CVE-2026-5384 is a vulnerability in the runZero Platform related to incorrect authorization (CWE-863). It allows an authenticated user who has confidential information about a target organization to update and use a credential for tasks outside their authorized organizational scope.
This means the user can perform actions and access credentials in organizations they normally should not have access to, effectively bypassing intended access controls.
How can this vulnerability impact me? :
The vulnerability can lead to unauthorized access to confidential credentials and allow execution of tasks outside the authorized organizational boundaries.
This unauthorized access can compromise the confidentiality of sensitive information, potentially exposing credentials that should remain restricted.

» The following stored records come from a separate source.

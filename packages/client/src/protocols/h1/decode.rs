//! Streaming HTTP/1.x response decoding
//!
//! `decode_response` is a pure function over the bytes buffered so far: it
//! either yields one complete response and how many bytes it used, or asks
//! for more input. `ResponseDecoder` owns the read buffer of one round and
//! feeds the socket into it under the read timeout.
//!
//! Framing follows RFC 9112 section 6.3 for responses: no body for HEAD,
//! 1xx, 204 and 304; chunked wins over `Content-Length`; otherwise the body
//! runs until the server closes the connection.

use std::time::Duration;

use bytes::{Buf, Bytes, BytesMut};
use http::header::{CONTENT_LENGTH, TRANSFER_ENCODING};
use http::{HeaderMap, HeaderName, HeaderValue, StatusCode, Version};
use httparse::Status;
use tokio::io::{AsyncRead, AsyncReadExt};

use crate::error::{self, Result};
use crate::http::PipelineResponse;
use crate::telemetry::PipelineStats;

/// Size ceilings applied while decoding.
#[derive(Debug, Clone, Copy)]
pub struct DecodeLimits {
    pub max_headers: usize,
    pub max_head_size: usize,
    pub max_body_size: usize,
}

/// Result of one decode attempt.
#[derive(Debug)]
pub enum Decoded {
    /// A full response and the number of buffered bytes it occupied,
    /// including any skipped interim responses
    Complete(PipelineResponse, usize),
    /// More input is needed
    Incomplete,
}

#[derive(Debug, Clone, Copy, PartialEq, Eq)]
enum BodyFraming {
    Empty,
    Length(u64),
    Chunked,
    UntilClose,
}

/// Head of a response whose body is still arriving.
#[derive(Debug)]
struct PartialResponse {
    response: PipelineResponse,
    framing: BodyFraming,
    /// Buffered bytes before the body: skipped interim responses and the head
    body_start: usize,
    chunked: ChunkedBody,
}

impl PartialResponse {
    /// Body and its length in bytes once fully buffered.
    fn body(&mut self, buf: &[u8], eof: bool, limits: &DecodeLimits) -> Result<Option<(Bytes, usize)>> {
        let rest = &buf[self.body_start..];
        match self.framing {
            BodyFraming::Empty => Ok(Some((Bytes::new(), 0))),
            BodyFraming::Length(len) => {
                if len > limits.max_body_size as u64 {
                    return Err(error::payload_too_large(len, limits.max_body_size));
                }
                // Bounded by max_body_size above.
                let len = len as usize;
                if rest.len() < len {
                    return Ok(None);
                }
                Ok(Some((Bytes::copy_from_slice(&rest[..len]), len)))
            }
            BodyFraming::Chunked => self.chunked.resume(rest, limits.max_body_size),
            BodyFraming::UntilClose => {
                if rest.len() > limits.max_body_size {
                    return Err(error::payload_too_large(
                        rest.len() as u64,
                        limits.max_body_size,
                    ));
                }
                if !eof {
                    return Ok(None);
                }
                Ok(Some((Bytes::copy_from_slice(rest), rest.len())))
            }
        }
    }
}

/// Decode the next response from `buf`.
///
/// `head_request` suppresses the body whatever the headers say. `eof` tells
/// the decoder the peer has closed, which completes an until-close body.
///
/// # Errors
///
/// `Kind::Parse` for malformed framing or an unexpected `101`,
/// `Kind::PayloadTooLarge` for a body over `max_body_size`.
pub fn decode_response(
    buf: &[u8],
    head_request: bool,
    eof: bool,
    limits: &DecodeLimits,
) -> Result<Decoded> {
    decode_step(buf, head_request, eof, limits, &mut Vec::new(), &mut None)
}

The CVSS score indicates a medium severity with a high confidentiality impact but no impact on integrity or availability.
How can this vulnerability be detected on my network or system? Can you suggest some commands?

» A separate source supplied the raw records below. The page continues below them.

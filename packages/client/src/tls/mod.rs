//! rustls client configuration
//!
//! Pipelining is an HTTP/1.1 feature, so the config only ever offers
//! `http/1.1` over ALPN; a server that picked `h2` would desynchronize the
//! very first response.

use std::sync::Arc;

use rustls::pki_types::CertificateDer;
use rustls::{ClientConfig, RootCertStore};

use crate::error::{self, Result};

const ALPN_HTTP11: &[u8] = b"http/1.1";

/// Client config trusting the webpki root set.
///
/// # Errors
///
/// Returns a connect error if the ring provider rejects the default
/// protocol versions.
pub fn default_client_config() -> Result<Arc<ClientConfig>> {
    client_config_with_roots(std::iter::empty())
}

/// Client config trusting the webpki root set plus `extra_roots`.
///
/// # Errors
///
/// Returns a connect error if the provider cannot be configured.
pub fn client_config_with_roots<I>(extra_roots: I) -> Result<Arc<ClientConfig>>
where
    I: IntoIterator<Item = CertificateDer<'static>>,
{
    let mut root_store = RootCertStore::empty();
    root_store.extend(webpki_roots::TLS_SERVER_ROOTS.iter().cloned());
    for cert in extra_roots {
        if let Err(e) = root_store.add(cert) {
            tracing::warn!("Failed to add custom root certificate: {}", e);
        }
    }

    let roots = root_store.len();
    let provider = Arc::new(rustls::crypto::ring::default_provider());
    let mut config = ClientConfig::builder_with_provider(provider)
        .with_safe_default_protocol_versions()
        .map_err(error::connect)?
        .with_root_certificates(root_store)
        .with_no_client_auth();
    config.alpn_protocols = vec![ALPN_HTTP11.to_vec()];

    tracing::debug!(roots, "TLS client config built");
    Ok(Arc::new(config))
}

This vulnerability involves an authenticated user being able to update and use credentials outside their authorized organizational scope in the runZero Platform. Detection would require monitoring for unauthorized credential updates or usage across organizational boundaries.
Since the vulnerability requires high privileges and network access, detection could involve auditing logs for credential changes or task executions that cross organizational scopes.
The provided resources do not include specific commands or tools to detect this vulnerability on your network or system.
What immediate steps should I take to mitigate this vulnerability?
The immediate mitigation step is to upgrade the runZero Platform to version 4.0.26021.0 or later, where this vulnerability has been fixed.
Additionally, restrict access to users with high privileges and monitor credential updates to ensure they occur only within authorized organizational scopes.
How does this vulnerability affect compliance with common standards and regulations (like GDPR, HIPAA)?:
This vulnerability allows an authenticated user to update and use credentials outside their authorized organizational scope, potentially exposing confidential credentials associated with other organizations. Such unauthorized access to confidential information could lead to violations of data protection and privacy regulations like GDPR and HIPAA, which require strict access controls and protection of sensitive data.
Because the vulnerability impacts confidentiality by enabling unauthorized viewing of credentials, it may increase the risk of non-compliance with standards that mandate confidentiality and proper authorization mechanisms.